Return every record in full. Match each one exactly.

==== Records for this task

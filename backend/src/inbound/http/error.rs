//! HTTP adapter mapping for domain errors.
//!
//! Keeps the domain error type HTTP-agnostic while letting Actix handlers
//! turn domain failures into the `{"error": ...}` envelope and matching
//! status codes.

use actix_web::error::{JsonPayloadError, PathError};
use actix_web::{HttpRequest, HttpResponse, ResponseError, http::StatusCode};
use serde_json::{Value, json};
use tracing::error;

use crate::domain::{Error, ErrorCode};

/// Convenient result alias for HTTP handlers.
pub type ApiResult<T> = Result<T, Error>;

const NOT_FOUND_MESSAGE: &str = "Not Found";
const INTERNAL_MESSAGE: &str = "Internal Server Error";

fn status_for(code: ErrorCode) -> StatusCode {
    match code {
        ErrorCode::InvalidRequest => StatusCode::BAD_REQUEST,
        ErrorCode::NotFound => StatusCode::NOT_FOUND,
        ErrorCode::MethodNotAllowed => StatusCode::METHOD_NOT_ALLOWED,
        ErrorCode::InternalError => StatusCode::INTERNAL_SERVER_ERROR,
    }
}

/// Client-facing value of the `error` key.
fn client_payload(error: &Error) -> Value {
    match error.code() {
        ErrorCode::InvalidRequest => error
            .details()
            .cloned()
            .unwrap_or_else(|| Value::String(error.message().to_owned())),
        ErrorCode::NotFound => Value::String(NOT_FOUND_MESSAGE.to_owned()),
        ErrorCode::MethodNotAllowed => Value::String(error.message().to_owned()),
        ErrorCode::InternalError => Value::String(INTERNAL_MESSAGE.to_owned()),
    }
}

impl ResponseError for Error {
    fn status_code(&self) -> StatusCode {
        status_for(self.code())
    }

    fn error_response(&self) -> HttpResponse {
        HttpResponse::build(self.status_code()).json(json!({ "error": client_payload(self) }))
    }
}

impl From<actix_web::Error> for Error {
    fn from(err: actix_web::Error) -> Self {
        error!(error = %err, "actix error promoted to domain error");
        Error::internal(err.to_string())
    }
}

/// `JsonConfig` error handler: undecodable bodies are internal errors.
pub fn json_error_handler(err: JsonPayloadError, _req: &HttpRequest) -> actix_web::Error {
    Error::internal(format!("failed to decode request body: {err}")).into()
}

/// `PathConfig` error handler: unparsable ids name no resource.
pub fn path_error_handler(err: PathError, _req: &HttpRequest) -> actix_web::Error {
    Error::not_found(format!("unmatched path parameter: {err}")).into()
}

========

* _Written response_:
filename backend/src/inbound/http/error.rs
//! HTTP adapter mapping for domain errors.
//!
//! Keeps the domain error type HTTP-agnostic while letting Actix handlers
//! turn domain failures into the `{"error": ...}` envelope and matching
//! status codes.

use actix_web::error::{JsonPayloadError, PathError};
use actix_web::{HttpRequest, HttpResponse, ResponseError, http::StatusCode};
use serde_json::{Value, json};
use tracing::error;

use crate::domain::{Error, ErrorCode};

/// Convenient result alias for HTTP handlers.
pub type ApiResult<T> = Result<T, Error>;

const NOT_FOUND_MESSAGE: &str = "Not Found";
const INTERNAL_MESSAGE: &str = "Internal Server Error";

fn status_for(code: ErrorCode) -> StatusCode {
    match code {
        ErrorCode::InvalidRequest => StatusCode::BAD_REQUEST,
        ErrorCode::NotFound => StatusCode::NOT_FOUND,
        ErrorCode::MethodNotAllowed => StatusCode::METHOD_NOT_ALLOWED,
        ErrorCode::InternalError => StatusCode::INTERNAL_SERVER_ERROR,
    }
}

/// Client-facing value of the `error` key.
fn client_payload(error: &Error) -> Value {
    match error.code() {
        ErrorCode::InvalidRequest => error
            .details()
            .cloned()
            .unwrap_or_else(|| Value::String(error.message().to_owned())),
        ErrorCode::NotFound => Value::String(NOT_FOUND_MESSAGE.to_owned()),
        ErrorCode::MethodNotAllowed => Value::String(error.message().to_owned()),
        ErrorCode::InternalError => Value::String(INTERNAL_MESSAGE.to_owned()),
    }
}

impl ResponseError for Error {
    fn status_code(&self) -> StatusCode {
        status_for(self.code())
    }

    fn error_response(&self) -> HttpResponse {
        HttpResponse::build(self.status_code()).json(json!({ "error": client_payload(self) }))
    }
}

impl From<actix_web::Error> for Error {
    fn from(err: actix_web::Error) -> Self {
        error!(error = %err, "actix error promoted to domain error");
        Error::internal(err.to_string())
    }
}

/// `JsonConfig` error handler: undecodable bodies are internal errors.
pub fn json_error_handler(err: JsonPayloadError, _req: &HttpRequest) -> actix_web::Error {
    Error::internal(format!("failed to decode request body: {err}")).into()
}

/// `PathConfig` error handler: unparsable ids name no resource.
pub fn path_error_handler(err: PathError, _req: &HttpRequest) -> actix_web::Error {
    Error::not_found(format!("unmatched path parameter: {err}")).into()
}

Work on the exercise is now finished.